→ **EXERCISE AIM**
Return exactly the lines below, starting with the one that has "String, reason: String" and going on through the one that has "pub enum Error".
-=-=-=-=-
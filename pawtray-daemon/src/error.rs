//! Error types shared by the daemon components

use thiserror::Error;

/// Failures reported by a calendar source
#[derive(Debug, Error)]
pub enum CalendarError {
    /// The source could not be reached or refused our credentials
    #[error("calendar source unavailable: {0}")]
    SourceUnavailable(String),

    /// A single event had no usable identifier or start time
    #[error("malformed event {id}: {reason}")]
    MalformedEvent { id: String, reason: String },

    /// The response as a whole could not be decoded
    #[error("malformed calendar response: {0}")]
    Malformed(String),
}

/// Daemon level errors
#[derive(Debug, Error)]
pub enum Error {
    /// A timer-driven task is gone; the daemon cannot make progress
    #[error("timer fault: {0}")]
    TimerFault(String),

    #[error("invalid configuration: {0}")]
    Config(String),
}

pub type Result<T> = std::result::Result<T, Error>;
-=-=-=-=-
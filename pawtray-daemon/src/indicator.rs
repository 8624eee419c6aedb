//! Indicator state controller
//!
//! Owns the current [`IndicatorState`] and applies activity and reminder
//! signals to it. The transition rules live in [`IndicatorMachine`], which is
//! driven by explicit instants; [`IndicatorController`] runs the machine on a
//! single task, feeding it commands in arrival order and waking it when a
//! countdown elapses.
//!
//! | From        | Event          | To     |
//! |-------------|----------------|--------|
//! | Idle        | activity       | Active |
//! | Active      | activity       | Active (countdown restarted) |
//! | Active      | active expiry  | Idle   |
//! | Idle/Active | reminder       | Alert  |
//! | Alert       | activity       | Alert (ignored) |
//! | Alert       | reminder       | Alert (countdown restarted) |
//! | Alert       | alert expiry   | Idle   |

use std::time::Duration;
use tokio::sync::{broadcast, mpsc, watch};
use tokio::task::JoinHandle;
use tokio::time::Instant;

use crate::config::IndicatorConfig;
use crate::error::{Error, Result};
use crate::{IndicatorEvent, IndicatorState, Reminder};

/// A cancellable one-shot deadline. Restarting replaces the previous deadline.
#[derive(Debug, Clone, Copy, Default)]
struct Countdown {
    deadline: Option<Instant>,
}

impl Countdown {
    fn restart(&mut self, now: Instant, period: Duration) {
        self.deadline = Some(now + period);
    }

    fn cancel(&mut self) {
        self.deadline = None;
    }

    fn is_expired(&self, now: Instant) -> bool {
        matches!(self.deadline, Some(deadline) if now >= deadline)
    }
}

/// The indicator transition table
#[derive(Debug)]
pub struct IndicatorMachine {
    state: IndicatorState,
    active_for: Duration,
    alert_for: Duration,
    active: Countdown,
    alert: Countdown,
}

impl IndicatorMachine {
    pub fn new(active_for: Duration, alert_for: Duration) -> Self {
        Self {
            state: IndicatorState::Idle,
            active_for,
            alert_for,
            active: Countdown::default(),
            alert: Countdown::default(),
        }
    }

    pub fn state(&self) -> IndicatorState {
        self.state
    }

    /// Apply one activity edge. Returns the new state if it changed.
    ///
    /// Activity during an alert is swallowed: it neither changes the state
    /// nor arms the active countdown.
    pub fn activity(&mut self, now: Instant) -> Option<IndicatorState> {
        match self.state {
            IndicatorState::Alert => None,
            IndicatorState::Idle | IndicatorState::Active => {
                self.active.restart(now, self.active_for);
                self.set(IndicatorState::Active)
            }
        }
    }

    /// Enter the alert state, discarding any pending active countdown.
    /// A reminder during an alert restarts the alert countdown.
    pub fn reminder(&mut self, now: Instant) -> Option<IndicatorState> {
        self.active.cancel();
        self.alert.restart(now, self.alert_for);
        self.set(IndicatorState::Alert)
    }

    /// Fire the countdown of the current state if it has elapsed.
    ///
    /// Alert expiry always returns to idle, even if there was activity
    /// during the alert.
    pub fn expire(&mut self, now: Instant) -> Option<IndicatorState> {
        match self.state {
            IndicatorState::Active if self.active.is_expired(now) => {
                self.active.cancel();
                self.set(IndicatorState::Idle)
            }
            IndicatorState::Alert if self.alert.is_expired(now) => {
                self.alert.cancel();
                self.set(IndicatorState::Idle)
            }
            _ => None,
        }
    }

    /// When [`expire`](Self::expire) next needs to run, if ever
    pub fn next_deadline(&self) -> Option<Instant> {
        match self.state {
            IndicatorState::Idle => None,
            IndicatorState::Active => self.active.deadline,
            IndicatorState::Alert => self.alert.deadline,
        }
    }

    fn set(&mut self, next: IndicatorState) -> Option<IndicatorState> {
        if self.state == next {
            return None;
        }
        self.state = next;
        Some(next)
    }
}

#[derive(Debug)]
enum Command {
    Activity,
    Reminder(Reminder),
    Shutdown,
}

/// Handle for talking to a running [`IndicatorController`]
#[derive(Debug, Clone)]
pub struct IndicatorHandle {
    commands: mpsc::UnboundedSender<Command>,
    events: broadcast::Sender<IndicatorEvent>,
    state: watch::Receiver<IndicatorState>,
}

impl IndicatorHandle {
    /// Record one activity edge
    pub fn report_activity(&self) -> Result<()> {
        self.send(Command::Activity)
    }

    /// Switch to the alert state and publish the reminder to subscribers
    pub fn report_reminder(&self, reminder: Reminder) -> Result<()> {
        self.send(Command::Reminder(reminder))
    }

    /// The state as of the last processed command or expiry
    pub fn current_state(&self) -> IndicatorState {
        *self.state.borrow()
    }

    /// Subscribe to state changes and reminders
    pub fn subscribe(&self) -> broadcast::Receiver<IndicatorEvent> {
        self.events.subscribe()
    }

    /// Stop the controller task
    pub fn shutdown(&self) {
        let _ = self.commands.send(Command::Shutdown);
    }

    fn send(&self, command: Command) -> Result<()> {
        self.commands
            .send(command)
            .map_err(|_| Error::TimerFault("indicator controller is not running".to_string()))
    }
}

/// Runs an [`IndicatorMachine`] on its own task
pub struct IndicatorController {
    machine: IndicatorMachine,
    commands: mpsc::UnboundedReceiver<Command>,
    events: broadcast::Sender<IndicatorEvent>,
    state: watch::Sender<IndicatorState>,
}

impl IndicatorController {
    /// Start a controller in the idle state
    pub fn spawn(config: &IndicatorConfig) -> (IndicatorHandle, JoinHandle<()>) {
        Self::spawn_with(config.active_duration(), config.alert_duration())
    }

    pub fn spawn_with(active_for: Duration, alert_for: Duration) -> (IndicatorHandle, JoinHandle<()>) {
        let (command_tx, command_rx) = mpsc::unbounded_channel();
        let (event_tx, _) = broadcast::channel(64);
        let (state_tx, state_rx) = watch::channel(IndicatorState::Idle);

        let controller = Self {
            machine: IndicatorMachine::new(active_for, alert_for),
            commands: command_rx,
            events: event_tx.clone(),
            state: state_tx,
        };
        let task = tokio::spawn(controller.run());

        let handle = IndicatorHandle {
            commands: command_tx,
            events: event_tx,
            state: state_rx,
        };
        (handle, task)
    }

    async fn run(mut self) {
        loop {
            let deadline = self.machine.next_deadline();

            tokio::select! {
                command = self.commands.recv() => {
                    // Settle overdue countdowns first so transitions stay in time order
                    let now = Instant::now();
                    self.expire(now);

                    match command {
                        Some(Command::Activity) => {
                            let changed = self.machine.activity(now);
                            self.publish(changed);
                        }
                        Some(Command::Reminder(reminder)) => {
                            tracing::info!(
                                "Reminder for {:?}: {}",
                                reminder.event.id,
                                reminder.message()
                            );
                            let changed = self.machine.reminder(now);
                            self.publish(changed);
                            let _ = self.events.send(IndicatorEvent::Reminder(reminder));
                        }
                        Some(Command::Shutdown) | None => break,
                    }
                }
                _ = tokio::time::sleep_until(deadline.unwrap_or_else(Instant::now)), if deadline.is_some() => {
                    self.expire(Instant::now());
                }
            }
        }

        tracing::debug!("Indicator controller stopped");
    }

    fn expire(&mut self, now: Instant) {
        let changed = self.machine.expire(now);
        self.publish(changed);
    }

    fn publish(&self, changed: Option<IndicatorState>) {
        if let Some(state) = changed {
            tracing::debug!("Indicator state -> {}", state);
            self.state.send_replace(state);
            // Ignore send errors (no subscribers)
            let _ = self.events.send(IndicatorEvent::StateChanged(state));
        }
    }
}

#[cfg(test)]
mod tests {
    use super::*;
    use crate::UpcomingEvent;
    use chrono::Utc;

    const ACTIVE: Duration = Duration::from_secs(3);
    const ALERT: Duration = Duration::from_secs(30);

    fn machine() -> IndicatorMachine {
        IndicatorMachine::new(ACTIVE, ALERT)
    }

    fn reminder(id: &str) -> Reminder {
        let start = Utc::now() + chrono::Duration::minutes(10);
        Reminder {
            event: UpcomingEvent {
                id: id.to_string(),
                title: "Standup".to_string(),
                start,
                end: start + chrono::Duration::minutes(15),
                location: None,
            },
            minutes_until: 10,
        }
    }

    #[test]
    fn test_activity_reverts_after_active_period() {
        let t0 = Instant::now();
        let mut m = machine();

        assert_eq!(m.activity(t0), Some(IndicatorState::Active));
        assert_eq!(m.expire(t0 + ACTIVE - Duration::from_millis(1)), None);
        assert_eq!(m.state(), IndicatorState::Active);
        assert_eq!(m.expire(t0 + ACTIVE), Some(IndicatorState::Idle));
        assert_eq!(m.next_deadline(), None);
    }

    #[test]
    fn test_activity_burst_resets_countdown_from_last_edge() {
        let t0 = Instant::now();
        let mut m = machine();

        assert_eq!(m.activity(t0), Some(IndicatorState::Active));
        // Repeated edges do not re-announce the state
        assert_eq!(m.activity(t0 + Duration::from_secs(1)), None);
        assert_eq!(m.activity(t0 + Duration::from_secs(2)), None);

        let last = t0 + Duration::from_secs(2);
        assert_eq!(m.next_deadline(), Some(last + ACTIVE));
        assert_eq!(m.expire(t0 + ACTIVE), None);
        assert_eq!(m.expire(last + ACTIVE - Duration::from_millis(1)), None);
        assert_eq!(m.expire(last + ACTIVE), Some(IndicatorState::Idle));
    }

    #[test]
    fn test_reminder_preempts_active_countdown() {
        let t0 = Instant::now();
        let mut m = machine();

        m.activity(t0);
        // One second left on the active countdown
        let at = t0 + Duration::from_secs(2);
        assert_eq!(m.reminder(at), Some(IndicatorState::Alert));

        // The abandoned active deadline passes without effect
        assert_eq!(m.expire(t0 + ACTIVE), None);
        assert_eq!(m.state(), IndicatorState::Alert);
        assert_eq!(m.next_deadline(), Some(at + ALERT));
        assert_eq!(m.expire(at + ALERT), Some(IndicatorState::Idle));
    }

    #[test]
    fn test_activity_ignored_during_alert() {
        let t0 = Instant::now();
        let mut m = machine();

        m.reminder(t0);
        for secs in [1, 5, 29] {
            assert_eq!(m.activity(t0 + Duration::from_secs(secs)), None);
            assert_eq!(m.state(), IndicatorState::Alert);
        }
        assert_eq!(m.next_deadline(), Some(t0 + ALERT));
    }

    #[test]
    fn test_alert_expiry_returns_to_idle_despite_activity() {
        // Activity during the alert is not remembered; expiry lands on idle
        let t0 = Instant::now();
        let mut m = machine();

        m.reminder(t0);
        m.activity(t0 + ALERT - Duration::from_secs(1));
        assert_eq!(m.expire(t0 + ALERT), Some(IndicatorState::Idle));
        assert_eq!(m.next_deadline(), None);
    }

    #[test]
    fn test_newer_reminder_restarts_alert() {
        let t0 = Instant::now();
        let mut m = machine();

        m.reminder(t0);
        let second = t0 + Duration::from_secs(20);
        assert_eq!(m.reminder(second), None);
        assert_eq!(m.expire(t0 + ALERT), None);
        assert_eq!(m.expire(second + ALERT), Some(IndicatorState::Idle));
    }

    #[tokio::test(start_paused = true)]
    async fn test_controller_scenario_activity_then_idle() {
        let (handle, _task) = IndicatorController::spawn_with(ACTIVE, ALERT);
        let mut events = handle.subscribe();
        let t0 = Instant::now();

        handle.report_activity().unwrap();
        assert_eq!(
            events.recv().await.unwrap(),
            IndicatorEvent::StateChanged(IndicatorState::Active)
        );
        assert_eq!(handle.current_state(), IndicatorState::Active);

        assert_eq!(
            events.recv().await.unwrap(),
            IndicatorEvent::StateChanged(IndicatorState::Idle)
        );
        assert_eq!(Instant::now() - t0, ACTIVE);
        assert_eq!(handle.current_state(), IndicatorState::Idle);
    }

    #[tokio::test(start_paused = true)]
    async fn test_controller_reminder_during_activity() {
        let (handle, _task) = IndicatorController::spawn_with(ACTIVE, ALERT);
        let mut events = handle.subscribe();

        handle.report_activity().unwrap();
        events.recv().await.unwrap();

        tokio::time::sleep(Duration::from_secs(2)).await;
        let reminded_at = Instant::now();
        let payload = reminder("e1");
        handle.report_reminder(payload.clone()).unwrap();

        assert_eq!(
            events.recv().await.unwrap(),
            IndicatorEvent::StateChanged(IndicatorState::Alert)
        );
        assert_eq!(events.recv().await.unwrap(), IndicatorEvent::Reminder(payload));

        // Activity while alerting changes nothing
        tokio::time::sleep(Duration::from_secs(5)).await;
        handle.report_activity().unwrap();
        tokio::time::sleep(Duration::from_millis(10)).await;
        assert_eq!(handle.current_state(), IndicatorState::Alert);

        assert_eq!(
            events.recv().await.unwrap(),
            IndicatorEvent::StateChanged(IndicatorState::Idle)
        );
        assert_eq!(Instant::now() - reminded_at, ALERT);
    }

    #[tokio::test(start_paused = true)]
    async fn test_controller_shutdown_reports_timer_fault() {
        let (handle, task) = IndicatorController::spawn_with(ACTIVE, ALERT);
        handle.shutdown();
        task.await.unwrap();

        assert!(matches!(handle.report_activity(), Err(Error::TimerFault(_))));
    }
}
-=-=-=-=-
→ **RESULT**
    MalformedEvent { id: String, reason: String },

    /// The response as a whole could not be decoded
    #[error("malformed calendar response: {0}")]
    Malformed(String),
}

/// Daemon level errors
#[derive(Debug, Error)]
pub enum Error {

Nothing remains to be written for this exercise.